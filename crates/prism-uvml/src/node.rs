//! Compiled UVML node graph
//!
//! Nodes are immutable once compiled and may be instantiated any number of
//! times; all per-instantiation state lives in the
//! [`UvmlInstantiationContext`].

use crate::context::UvmlInstantiationContext;
use crate::expression::{BindingExpression, ExpressionScope};
use crate::mutator::Mutator;
use prism_core::class::ClassId;
use prism_core::element::ElementId;
use prism_core::error::{ErrorContext, PrismError, Result};
use prism_core::tree::ElementTree;
use prism_core::value::{Value, ValueKind};
use std::sync::Arc;

/// Node producing a property value
#[derive(Debug, Clone)]
pub enum UvmlNode {
    /// Already typed value
    Literal(Value),
    /// Markup text converted to the target kind using the context culture
    LiteralText(String),
    /// Current value of a compiled binding expression
    Binding(BindingExpression),
    /// A freshly instantiated element
    Instantiate(Arc<InstantiateNode>),
    /// An element registered earlier in the same instantiation under this name
    ElementReference(String),
}

impl UvmlNode {
    /// Compute the value this node stands for.
    ///
    /// `target` is the element the value is meant for and `kind` the declared
    /// kind of the receiving property.
    pub fn instantiate(
        &self,
        tree: &mut ElementTree,
        target: ElementId,
        kind: ValueKind,
        context: &mut UvmlInstantiationContext<'_>,
    ) -> Result<Value> {
        match self {
            UvmlNode::Literal(value) => Ok(value.clone()),
            UvmlNode::LiteralText(text) => {
                Value::parse(kind, text, context.culture()).ok_or_else(|| {
                    PrismError::type_mismatch(
                        format!("'{}'", text),
                        kind.as_str(),
                        format!("text in culture '{}'", context.culture().name),
                    )
                })
            }
            UvmlNode::Binding(expression) => {
                let scope = ExpressionScope {
                    tree: &*tree,
                    target,
                    view_model: context.view_model(),
                };
                context.env().expressions.evaluate(expression, &scope)
            }
            UvmlNode::Instantiate(node) => node.instantiate(tree, context).map(Value::Element),
            UvmlNode::ElementReference(name) => context
                .find_name(name)
                .map(Value::Element)
                .ok_or_else(|| {
                    PrismError::template(format!(
                        "'{}' does not name an element created earlier in this template",
                        name
                    ))
                }),
        }
    }

    /// Nested instantiate nodes reachable from this value
    pub(crate) fn nested(&self) -> Option<&InstantiateNode> {
        match self {
            UvmlNode::Instantiate(node) => Some(&**node),
            _ => None,
        }
    }
}

/// Node constructing one element and applying its mutators in declared order
#[derive(Debug, Clone)]
pub struct InstantiateNode {
    pub type_name: String,
    /// Class resolved for `type_name` when the template was compiled
    pub class: Option<ClassId>,
    pub name: Option<String>,
    pub args: Vec<Value>,
    pub mutators: Vec<Mutator>,
}

impl InstantiateNode {
    pub fn new(type_name: impl Into<String>) -> Self {
        Self {
            type_name: type_name.into(),
            class: None,
            name: None,
            args: Vec::new(),
            mutators: Vec::new(),
        }
    }

    pub fn named(mut self, name: impl Into<String>) -> Self {
        self.name = Some(name.into());
        self
    }

    pub fn arg(mut self, value: impl Into<Value>) -> Self {
        self.args.push(value.into());
        self
    }

    pub fn mutator(mut self, mutator: impl Into<Mutator>) -> Self {
        self.mutators.push(mutator.into());
        self
    }

    /// Construct the element, register its name, then run every mutator in order.
    ///
    /// The element is recorded in `context` as soon as it exists, so a failure
    /// anywhere below leaves it for the caller to roll back.
    pub fn instantiate(
        &self,
        tree: &mut ElementTree,
        context: &mut UvmlInstantiationContext<'_>,
    ) -> Result<ElementId> {
        let entry = context.env().factories.lookup(&self.type_name)?;
        if let Some(class) = self.class {
            if class != entry.class {
                return Err(PrismError::template(format!(
                    "'{}' was compiled as {:?} but is now registered as {:?}",
                    self.type_name, class, entry.class
                )));
            }
        }

        let state = entry.create(&self.args)?;
        let element = tree.create_with_state(entry.class, state)?;
        context.record_created(element);

        if let Some(name) = &self.name {
            tree.set_name(element, Some(name.clone()))?;
            context.register_name(name, element)?;
        }

        for mutator in &self.mutators {
            if let Err(err) = mutator.mutate(tree, element, context) {
                if err.context().is_some() {
                    return Err(err);
                }
                return Err(err.with_context(
                    ErrorContext::new("mutate", "uvml")
                        .with_metadata("type", self.type_name.as_str())
                        .with_metadata("property", mutator.target_name()),
                ));
            }
        }

        tracing::trace!(type_name = %self.type_name, ?element, "Instantiated element");
        Ok(element)
    }

    /// This node and every instantiate node below it, parent first
    pub fn walk(&self) -> Vec<&InstantiateNode> {
        let mut out = vec![self];
        let mut index = 0;
        while index < out.len() {
            let node = out[index];
            out.extend(node.mutators.iter().filter_map(Mutator::nested));
            index += 1;
        }
        out
    }
}
//! Prism - dependency properties, UVML templates and UVSS styling
//!
//! Prism is the property and templating core of a retained-mode presentation
//! foundation. Elements live in an [`ElementTree`](prism_core::ElementTree) and
//! carry layered dependency-property values. UVML templates build element
//! subtrees and UVSS style sheets style them.

pub use prism_core;
pub use prism_styles;
pub use prism_uvml;

pub use prism_core::config::{init_config, init_config_with, PrismConfig};

use prism_core::Result;

/// Unified prelude module that exports all commonly used types
pub mod prelude {
    pub use prism_core::prelude::*;
    pub use prism_styles::prelude::*;
    pub use prism_uvml::prelude::*;
}

/// Version information
pub const VERSION: &str = env!("CARGO_PKG_VERSION");

/// Initialize the global configuration (defaults unless already set) and logging.
///
/// ```rust
/// fn main() -> prism_sdk::prism_core::Result<()> {
///     prism_sdk::init()?;
///     Ok(())
/// }
/// ```
pub fn init() -> Result<()> {
    init_config();
    prism_core::init()?;
    tracing::info!("Prism SDK v{} initialized", VERSION);
    Ok(())
}

/// Like [`init`], with an explicit configuration. Has no effect on the
/// configuration if one was already installed.
pub fn init_with(config: PrismConfig) -> Result<()> {
    init_config_with(config);
    init()
}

What the task requires: Look for the string "state" in the listing above and copy every line holding it.

Answer:
//! times; all per-instantiation state lives in the
        let state = entry.create(&self.args)?;
        let element = tree.create_with_state(entry.class, state)?;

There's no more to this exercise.